(Extracted data entries)
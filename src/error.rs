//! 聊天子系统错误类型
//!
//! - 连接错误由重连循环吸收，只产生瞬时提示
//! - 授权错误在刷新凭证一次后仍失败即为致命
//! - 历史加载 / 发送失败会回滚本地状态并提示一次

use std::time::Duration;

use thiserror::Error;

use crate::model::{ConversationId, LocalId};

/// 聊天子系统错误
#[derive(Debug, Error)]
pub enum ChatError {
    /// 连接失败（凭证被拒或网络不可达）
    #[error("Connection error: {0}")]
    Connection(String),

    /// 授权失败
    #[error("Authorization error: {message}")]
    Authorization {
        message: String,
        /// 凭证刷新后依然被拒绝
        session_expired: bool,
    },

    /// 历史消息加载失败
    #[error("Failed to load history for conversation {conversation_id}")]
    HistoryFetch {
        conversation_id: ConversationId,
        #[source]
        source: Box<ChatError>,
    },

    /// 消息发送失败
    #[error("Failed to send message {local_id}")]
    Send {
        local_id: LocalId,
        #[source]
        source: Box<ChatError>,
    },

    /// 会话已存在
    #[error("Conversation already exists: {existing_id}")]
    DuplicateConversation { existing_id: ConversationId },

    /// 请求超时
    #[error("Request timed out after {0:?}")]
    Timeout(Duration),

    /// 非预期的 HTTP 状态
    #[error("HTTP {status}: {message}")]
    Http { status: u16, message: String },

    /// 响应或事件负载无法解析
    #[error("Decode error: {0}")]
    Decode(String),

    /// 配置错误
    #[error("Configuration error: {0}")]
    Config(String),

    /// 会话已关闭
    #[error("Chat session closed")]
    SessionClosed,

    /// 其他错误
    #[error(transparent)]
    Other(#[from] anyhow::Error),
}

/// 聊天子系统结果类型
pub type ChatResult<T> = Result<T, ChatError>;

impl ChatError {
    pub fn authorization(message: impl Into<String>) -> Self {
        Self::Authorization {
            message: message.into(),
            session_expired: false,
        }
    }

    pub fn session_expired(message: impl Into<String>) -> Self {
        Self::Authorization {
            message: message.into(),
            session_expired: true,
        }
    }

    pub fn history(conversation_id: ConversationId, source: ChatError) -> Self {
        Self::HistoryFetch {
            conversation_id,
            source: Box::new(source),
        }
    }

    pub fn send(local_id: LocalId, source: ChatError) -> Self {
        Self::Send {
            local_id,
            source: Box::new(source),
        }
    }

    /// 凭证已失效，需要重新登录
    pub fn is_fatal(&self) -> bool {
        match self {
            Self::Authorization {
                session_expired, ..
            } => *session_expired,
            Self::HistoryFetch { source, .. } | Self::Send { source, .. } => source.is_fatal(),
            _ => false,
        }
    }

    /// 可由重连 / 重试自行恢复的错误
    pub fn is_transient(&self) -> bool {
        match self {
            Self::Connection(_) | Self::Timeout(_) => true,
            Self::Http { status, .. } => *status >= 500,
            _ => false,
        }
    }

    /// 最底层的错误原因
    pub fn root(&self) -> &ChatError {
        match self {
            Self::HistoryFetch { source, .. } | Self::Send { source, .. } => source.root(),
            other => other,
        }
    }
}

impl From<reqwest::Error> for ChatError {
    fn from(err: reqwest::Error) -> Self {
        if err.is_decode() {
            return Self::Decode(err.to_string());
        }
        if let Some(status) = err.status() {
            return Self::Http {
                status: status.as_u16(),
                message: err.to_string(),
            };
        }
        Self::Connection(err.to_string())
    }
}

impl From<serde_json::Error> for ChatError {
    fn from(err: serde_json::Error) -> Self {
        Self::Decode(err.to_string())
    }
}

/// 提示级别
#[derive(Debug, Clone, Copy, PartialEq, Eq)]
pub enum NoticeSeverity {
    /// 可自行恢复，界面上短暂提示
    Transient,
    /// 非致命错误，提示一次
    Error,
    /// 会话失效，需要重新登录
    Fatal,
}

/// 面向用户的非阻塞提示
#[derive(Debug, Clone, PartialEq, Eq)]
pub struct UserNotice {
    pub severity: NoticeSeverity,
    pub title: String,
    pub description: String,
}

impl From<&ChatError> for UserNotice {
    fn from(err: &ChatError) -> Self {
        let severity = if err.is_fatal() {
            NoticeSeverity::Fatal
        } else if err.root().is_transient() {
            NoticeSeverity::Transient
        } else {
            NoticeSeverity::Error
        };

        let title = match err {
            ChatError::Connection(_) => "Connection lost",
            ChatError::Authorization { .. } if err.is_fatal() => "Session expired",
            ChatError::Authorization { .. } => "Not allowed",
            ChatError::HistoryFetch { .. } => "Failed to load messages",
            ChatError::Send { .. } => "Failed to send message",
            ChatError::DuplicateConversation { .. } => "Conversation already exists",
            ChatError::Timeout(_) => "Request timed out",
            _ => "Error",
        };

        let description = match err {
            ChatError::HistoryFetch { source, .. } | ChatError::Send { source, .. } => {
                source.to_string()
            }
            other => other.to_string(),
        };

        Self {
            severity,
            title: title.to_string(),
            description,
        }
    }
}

* * *

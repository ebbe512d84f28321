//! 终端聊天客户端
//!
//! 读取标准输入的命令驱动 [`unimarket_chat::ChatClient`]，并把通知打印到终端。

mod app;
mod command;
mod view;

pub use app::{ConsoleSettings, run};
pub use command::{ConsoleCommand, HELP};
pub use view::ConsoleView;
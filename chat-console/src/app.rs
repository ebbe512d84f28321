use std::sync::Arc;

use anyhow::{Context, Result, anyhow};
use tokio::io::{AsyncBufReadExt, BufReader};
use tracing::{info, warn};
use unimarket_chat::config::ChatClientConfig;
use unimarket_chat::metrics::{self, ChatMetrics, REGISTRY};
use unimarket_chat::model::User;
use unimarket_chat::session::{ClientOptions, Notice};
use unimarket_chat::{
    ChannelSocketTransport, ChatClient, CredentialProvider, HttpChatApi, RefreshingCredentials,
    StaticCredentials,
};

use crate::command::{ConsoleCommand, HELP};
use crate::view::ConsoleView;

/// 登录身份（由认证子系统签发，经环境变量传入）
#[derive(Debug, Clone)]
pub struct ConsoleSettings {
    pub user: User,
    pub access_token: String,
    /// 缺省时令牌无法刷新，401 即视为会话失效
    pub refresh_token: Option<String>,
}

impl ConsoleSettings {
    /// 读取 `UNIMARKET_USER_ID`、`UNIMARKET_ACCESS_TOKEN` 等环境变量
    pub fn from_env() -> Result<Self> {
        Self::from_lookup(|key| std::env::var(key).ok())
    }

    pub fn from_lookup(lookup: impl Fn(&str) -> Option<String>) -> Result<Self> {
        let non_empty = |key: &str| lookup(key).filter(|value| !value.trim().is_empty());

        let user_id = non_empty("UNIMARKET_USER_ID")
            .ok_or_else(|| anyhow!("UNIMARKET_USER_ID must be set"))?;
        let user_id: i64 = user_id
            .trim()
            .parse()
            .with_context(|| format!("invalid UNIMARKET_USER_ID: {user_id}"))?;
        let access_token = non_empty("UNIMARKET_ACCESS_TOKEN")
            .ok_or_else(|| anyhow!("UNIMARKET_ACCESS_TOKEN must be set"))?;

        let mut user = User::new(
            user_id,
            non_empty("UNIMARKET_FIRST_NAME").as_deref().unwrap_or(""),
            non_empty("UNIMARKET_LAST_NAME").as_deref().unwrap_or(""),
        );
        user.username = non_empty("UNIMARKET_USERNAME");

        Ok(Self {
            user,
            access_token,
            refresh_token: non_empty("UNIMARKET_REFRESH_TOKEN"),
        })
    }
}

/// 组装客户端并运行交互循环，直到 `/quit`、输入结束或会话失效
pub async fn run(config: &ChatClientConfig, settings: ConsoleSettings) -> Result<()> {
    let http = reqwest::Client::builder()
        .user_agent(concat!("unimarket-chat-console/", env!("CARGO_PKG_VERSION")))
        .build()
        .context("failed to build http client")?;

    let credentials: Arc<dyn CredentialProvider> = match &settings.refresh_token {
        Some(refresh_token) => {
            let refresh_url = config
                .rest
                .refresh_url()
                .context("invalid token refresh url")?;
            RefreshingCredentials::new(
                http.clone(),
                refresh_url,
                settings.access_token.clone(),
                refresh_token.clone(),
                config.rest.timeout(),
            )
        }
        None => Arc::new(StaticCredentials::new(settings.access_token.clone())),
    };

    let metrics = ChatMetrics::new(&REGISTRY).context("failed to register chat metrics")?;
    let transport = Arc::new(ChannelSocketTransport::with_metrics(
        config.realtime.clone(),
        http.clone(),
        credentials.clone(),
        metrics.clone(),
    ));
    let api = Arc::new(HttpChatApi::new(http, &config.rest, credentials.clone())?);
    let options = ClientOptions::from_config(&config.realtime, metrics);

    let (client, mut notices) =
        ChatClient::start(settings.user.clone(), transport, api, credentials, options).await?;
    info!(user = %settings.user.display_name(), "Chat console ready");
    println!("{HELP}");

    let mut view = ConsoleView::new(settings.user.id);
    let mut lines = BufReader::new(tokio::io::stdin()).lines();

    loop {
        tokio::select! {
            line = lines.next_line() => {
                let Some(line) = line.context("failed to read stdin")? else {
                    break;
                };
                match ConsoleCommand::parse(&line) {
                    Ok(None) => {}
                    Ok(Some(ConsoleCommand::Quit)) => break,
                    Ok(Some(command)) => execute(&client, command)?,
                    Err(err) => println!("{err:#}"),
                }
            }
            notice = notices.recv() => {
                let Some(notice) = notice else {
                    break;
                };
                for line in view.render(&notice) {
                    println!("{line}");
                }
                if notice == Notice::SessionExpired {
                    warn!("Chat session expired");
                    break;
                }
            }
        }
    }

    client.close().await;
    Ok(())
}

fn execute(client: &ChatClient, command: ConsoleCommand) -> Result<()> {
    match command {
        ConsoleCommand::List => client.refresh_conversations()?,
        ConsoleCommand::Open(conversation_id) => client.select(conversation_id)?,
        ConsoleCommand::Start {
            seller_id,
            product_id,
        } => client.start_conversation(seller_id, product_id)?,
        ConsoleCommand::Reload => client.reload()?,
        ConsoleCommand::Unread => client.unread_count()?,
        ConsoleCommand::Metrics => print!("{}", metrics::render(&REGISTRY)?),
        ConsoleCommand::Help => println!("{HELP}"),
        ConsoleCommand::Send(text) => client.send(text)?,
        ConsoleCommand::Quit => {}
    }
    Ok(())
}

### Your task
In the entries above, find the line holding "let mut view" and the line holding "line = lines.next_line()"; print both of them and every line between, exactly, and nothing else.

### Solution for this problem
    let mut view = ConsoleView::new(settings.user.id);
    let mut lines = BufReader::new(tokio::io::stdin()).lines();

    loop {
        tokio::select! {
            line = lines.next_line() => {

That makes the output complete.